Interesting Challenges Ahead
By Rich McManus
Photos by Ernie Branson
On the Front Page...
As medicine gets more clever at manipulating genes to treat human ailments, society also verges closer to hard decisions about which interventions are aimed at correcting problems, and which interventions have the ethically more troubling aspect of enhancing some facet of the human organism.
Such capability sounds like science fiction, but the questions are already arising in philosophy and bioethics departments the world over; on Jan. 31, former NIH ethicist Dr. Eric Juengst offered an overview of current academic thinking in a talk at Lipsett Amphitheater on the topic, "Anticipating Genetic Enhancement: Professional, Ethical and Public Policy Issues." It was the first lecture in an NHGRI-sponsored series titled, "The Human in Genome."
Until the advent of recombinant DNA research in the early 1970s, no one had to worry much about the possibility of medically reengineering human beings to emphasize this or that desirable trait, said Juengst, who was the first chief of the Ethical, Legal and Social Implications Branch of what was initially the National Center for Human Genome Research; he left in 1994 and is now at the Center for Biomedical Ethics at Case Western Reserve University.
"Peoples' imaginations leaped at what we might do with genes and splicing," once news of the technique spread, he said. "The question arose, 'Might we improve on the species' design?'"
A science fiction book published in 1978 forecast men modified to live underwater, humanoids who could inhabit space sans spacesuits, and a class of warriors bred only for battle. But before any such figments became thinkable, there was an easy consensus about the limits of modifying our own kind, said Juengst: "Whatever we do, we shouldn't redesign the species." This stricture relied on two fundamental principles no one is wise enough to imagine what is ideal in the first place, and the lessons of eugenics movements of the past provide ghastly evidence of the danger of such an effort.
While people felt, almost instinctively, that science should not cross the line between improvement (to thwart a disease or disability) and enhancement (to confer some kind of advantage), there was prior to the establishment of the recombinant DNA advisory committee at NIH (the RAC) no rule-making body to consider an ethical path society might take in the shadow of the new science.

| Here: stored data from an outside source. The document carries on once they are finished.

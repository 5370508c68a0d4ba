//! Encoding and decoding of the OP_MSG multi-section framing, plus the OP_COMPRESSED
//! envelope wrapped around it when a compressor has been negotiated.

use std::io::Read;

use bitflags::bitflags;

use super::{
    header::{Header, OpCode},
    util::{read_cstring, read_document_bytes, CountReader, SyncLittleEndianRead},
};
use crate::{
    bson::Document,
    compression::{Compressor, Decoder},
    error::{Error, ErrorKind, Result},
};

/// Represents an OP_MSG wire protocol operation.
#[derive(Clone, Debug)]
pub(crate) struct Message {
    pub(crate) response_to: i32,
    pub(crate) flags: MessageFlags,
    pub(crate) checksum: Option<u32>,
    /// The single payload type 0 section, as raw BSON bytes. Deserialization is deferred
    /// until a caller asks for the document.
    pub(crate) document_payload: Vec<u8>,
    /// Payload type 1 sections.
    pub(crate) document_sequences: Vec<DocumentSequence>,
}

/// A payload type 1 section: a named sequence of documents sent outside the principal
/// command document, used for large write batches.
#[derive(Clone, Debug, PartialEq)]
pub(crate) struct DocumentSequence {
    pub(crate) identifier: String,
    pub(crate) documents: Vec<Vec<u8>>,
}

impl DocumentSequence {
    pub(crate) fn new(identifier: impl Into<String>, documents: &[Document]) -> Result<Self> {
        let mut encoded = Vec::with_capacity(documents.len());
        for doc in documents {
            encoded.push(crate::bson::to_vec(doc)?);
        }
        Ok(Self {
            identifier: identifier.into(),
            documents: encoded,
        })
    }
}

impl Message {
    /// Creates a message carrying the given command body.
    pub(crate) fn new(
        body: &Document,
        document_sequences: Vec<DocumentSequence>,
        exhaust_allowed: bool,
    ) -> Result<Self> {
        let mut flags = MessageFlags::empty();
        if exhaust_allowed {
            flags |= MessageFlags::EXHAUST_ALLOWED;
        }

        Ok(Self {
            response_to: 0,
            flags,
            checksum: None,
            document_payload: crate::bson::to_vec(body)?,
            document_sequences,
        })
    }

    /// Deserializes the payload type 0 section.
    pub(crate) fn single_document(&self) -> Result<Document> {
        crate::bson::from_slice(&self.document_payload).map_err(Error::from)
    }

    /// Enforces the negotiated maximum document size over the command body and every
    /// document sequence entry. Oversized documents fail before any bytes reach the
    /// transport.
    fn verify_document_sizes(&self, max_bson_object_size: usize) -> Result<()> {
        let oversized = std::iter::once(&self.document_payload)
            .chain(self.document_sequences.iter().flat_map(|s| &s.documents))
            .map(Vec::len)
            .find(|len| *len > max_bson_object_size);
        if let Some(len) = oversized {
            return Err(ErrorKind::InvalidArgument {
                message: format!(
                    "document exceeds maximum BSON object size ({} > {})",
                    len, max_bson_object_size
                ),
            }
            .into());
        }
        Ok(())
    }

    /// Serializes the message, with the given request id, into a complete frame.
    pub(crate) fn encode(&self, request_id: i32, max_bson_object_size: usize) -> Result<Vec<u8>> {
        self.verify_document_sizes(max_bson_object_size)?;
        let sections = self.sections_bytes();

        let total_length = Header::LENGTH
            + std::mem::size_of::<u32>()
            + sections.len()
            + self.checksum.map(|_| std::mem::size_of::<u32>()).unwrap_or(0);

        let mut buf = Vec::with_capacity(total_length);
        let header = Header {
            length: total_length as i32,
            request_id,
            response_to: self.response_to,
            op_code: OpCode::Message,
        };
        header.write_to(&mut buf);
        buf.extend_from_slice(&self.flags.bits().to_le_bytes());
        buf.extend_from_slice(&sections);
        if let Some(checksum) = self.checksum {
            buf.extend_from_slice(&checksum.to_le_bytes());
        }

        Ok(buf)
    }

    /// Serializes the message, compresses the flags-and-sections body, and wraps it in an
    /// OP_COMPRESSED envelope.
    pub(crate) fn encode_compressed(
        &self,
        request_id: i32,
        compressor: &Compressor,
        max_bson_object_size: usize,
    ) -> Result<Vec<u8>> {
        self.verify_document_sizes(max_bson_object_size)?;
        let sections = self.sections_bytes();

        let mut uncompressed = Vec::with_capacity(sections.len() + 4);
        uncompressed.extend_from_slice(&self.flags.bits().to_le_bytes());
        uncompressed.extend_from_slice(&sections);

        let compressed = compressor.compress(&uncompressed)?;

        let total_length = Header::LENGTH
            + std::mem::size_of::<i32>() // original opcode
            + std::mem::size_of::<i32>() // uncompressed size
            + std::mem::size_of::<u8>() // compressor id
            + compressed.len();

        let mut buf = Vec::with_capacity(total_length);
        let header = Header {
            length: total_length as i32,
            request_id,
            response_to: self.response_to,
            op_code: OpCode::Compressed,
        };
        header.write_to(&mut buf);
        buf.extend_from_slice(&(OpCode::Message as i32).to_le_bytes());
        buf.extend_from_slice(&(uncompressed.len() as i32).to_le_bytes());
        buf.push(compressor.id());
        buf.extend_from_slice(&compressed);

        Ok(buf)
    }

    /// Parses the body of an OP_MSG message (everything after the header).
    pub(crate) fn read_body<R: Read>(
        mut reader: R,
        header: &Header,
        body_length: usize,
    ) -> Result<Self> {
        let flags = MessageFlags::from_bits_truncate(reader.read_u32_sync()?);
        let mut length_remaining = body_length - std::mem::size_of::<u32>();

        let mut count_reader = CountReader::new(&mut reader);
        let mut document_payload = None;
        let mut document_sequences = Vec::new();
        while length_remaining - count_reader.bytes_read() > 4
            || (length_remaining - count_reader.bytes_read() > 0
                && !flags.contains(MessageFlags::CHECKSUM_PRESENT))
        {
            match MessageSection::read(&mut count_reader)? {
                MessageSection::Document(document) => {
                    if document_payload.is_some() {
                        return Err(Error::invalid_response(
                            "an OP_MSG response must contain exactly one payload type 0 section",
                        ));
                    }
                    document_payload = Some(document);
                }
                MessageSection::Sequence(sequence) => document_sequences.push(sequence),
            }
        }

        length_remaining -= count_reader.bytes_read();

        let mut checksum = None;
        if length_remaining == 4 && flags.contains(MessageFlags::CHECKSUM_PRESENT) {
            checksum = Some(reader.read_u32_sync()?);
        } else if length_remaining != 0 {
            return Err(Error::invalid_response(format!(
                "header indicated a message of {} bytes but the sections ended early",
                header.length,
            )));
        }

        Ok(Self {
            response_to: header.response_to,
            flags,
            checksum,
            document_payload: document_payload.ok_or_else(|| {
                Error::invalid_response(
                    "an OP_MSG response must contain exactly one payload type 0 section",
                )
            })?,
            document_sequences,
        })
    }

    /// Parses the body of an OP_COMPRESSED message, decompressing and re-parsing the inner
    /// OP_MSG.
    pub(crate) fn read_compressed_body<R: Read>(mut reader: R, header: &Header) -> Result<Self> {
        let original_opcode = reader.read_i32_sync()?;
        if original_opcode != OpCode::Message as i32 {
            return Err(Error::invalid_response(format!(
                "the original opcode of a compressed message must be {}, but was {}",
                OpCode::Message as i32,
                original_opcode,
            )));
        }

        let uncompressed_size = reader.read_i32_sync()?;
        let compressor_id = reader.read_u8_sync()?;
        let mut compressed = Vec::new();
        reader.read_to_end(&mut compressed)?;

        let decoder = Decoder::from_u8(compressor_id)?;
        let decompressed = decoder.decompress(&compressed)?;

        if decompressed.len() != uncompressed_size.max(0) as usize {
            return Err(Error::invalid_response(format!(
                "the server claimed an uncompressed length of {} but it was {}",
                uncompressed_size,
                decompressed.len(),
            )));
        }

        Self::read_body(decompressed.as_slice(), header, decompressed.len())
    }

    fn sections_bytes(&self) -> Vec<u8> {
        let mut sections = Vec::new();

        // Payload type 0.
        sections.push(0);
        sections.extend_from_slice(&self.document_payload);

        for sequence in &self.document_sequences {
            // Payload type 1.
            sections.push(1);

            let identifier_bytes = sequence.identifier.as_bytes();
            let documents_size: usize = sequence.documents.iter().map(Vec::len).sum();

            // Size bytes + identifier bytes + null terminator + document bytes.
            let size = 4 + identifier_bytes.len() + 1 + documents_size;
            sections.extend_from_slice(&(size as i32).to_le_bytes());
            sections.extend_from_slice(identifier_bytes);
            sections.push(0);
            for doc in &sequence.documents {
                sections.extend_from_slice(doc);
            }
        }

        sections
    }
}

bitflags! {
    /// Represents the bitwise flags of an OP_MSG message.
    #[derive(Clone, Copy, Debug, Eq, PartialEq)]
    pub(crate) struct MessageFlags: u32 {
        const CHECKSUM_PRESENT = 0b_0000_0000_0000_0000_0000_0000_0000_0001;
        const MORE_TO_COME     = 0b_0000_0000_0000_0000_0000_0000_0000_0010;
        const EXHAUST_ALLOWED  = 0b_0000_0000_0000_0001_0000_0000_0000_0000;
    }
}

/// A single section of an OP_MSG message.
#[derive(Debug)]
enum MessageSection {
    Document(Vec<u8>),
    Sequence(DocumentSequence),
}

impl MessageSection {
    /// Reads bytes from `reader` and deserializes them into a MessageSection.
    fn read<R: Read>(reader: &mut R) -> Result<Self> {
        let payload_type = reader.read_u8_sync()?;

        if payload_type == 0 {
            return Ok(MessageSection::Document(read_document_bytes(reader)?));
        }
        if payload_type != 1 {
            return Err(Error::invalid_response(format!(
                "invalid section payload type: {}",
                payload_type
            )));
        }

        let size = reader.read_i32_sync()?;
        if size < 4 {
            return Err(Error::invalid_response(format!(
                "invalid section length: {}",
                size
            )));
        }
        let length_remaining = size as usize - std::mem::size_of::<i32>();

        let mut count_reader = CountReader::new(reader);
        let identifier = read_cstring(&mut count_reader)?;

        let mut documents = Vec::new();
        while length_remaining > count_reader.bytes_read() {
            documents.push(read_document_bytes(&mut count_reader)?);
        }

        if length_remaining != count_reader.bytes_read() {
            return Err(ErrorKind::InvalidResponse {
                message: format!(
                    "the section indicated it would be {} bytes long but it was {}",
                    size,
                    count_reader.bytes_read() + std::mem::size_of::<i32>(),
                ),
            }
            .into());
        }

        Ok(MessageSection::Sequence(DocumentSequence {
            identifier,
            documents,
        }))
    }
}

The RAC helped make two ideas explicit: we ought not to infect the germline with recombinant DNA molecules, and we shouldn't go beyond therapy into the realm of enhancement.
But as medical therapies became more sophisticated, blurring the line between addressing a given ailment and imparting novel, and beneficial, qualities to humans (for example, revving up the immune system to fight cancer), ethicists had new and deeper questions to ask. "We had to remind ourselves, 'What was it about enhancement that we didn't like?'" said Juengst.
An unusually plainspoken philosopher, Juengst used common parlance to categorize these objections:
Having led the audience into these deep waters, Juengst offered options society might choose, including careful assessment of the risk associated with therapies that might potentially confer enhancement, and evaluation of access to such enhancement, should it become possible. To get started, it helps to consider what is normal function and what is disease.
On the "normal" side of the ledger, "We know what's normal in a statistical sense, and there are treatments that can return you to the normal range if you've fallen out of it that's medicine," Juengst explained. "Enhancements are interventions that would lift you out of the normal range. But are we going to recognize enhancement when we see it? The problem is where to draw the line in the normal range. Do you do it at (renowned physicist) Stephen Hawking-level intelligence?" What about cancer patients who get an improved ability to seek out and destroy cancer cells? Or new therapies for reducing high cholesterol that saturate the body with LDL receptors, turning people into super cholesterol-soppers? These therapies confer abilities that are "abnormal," but they are also helpful.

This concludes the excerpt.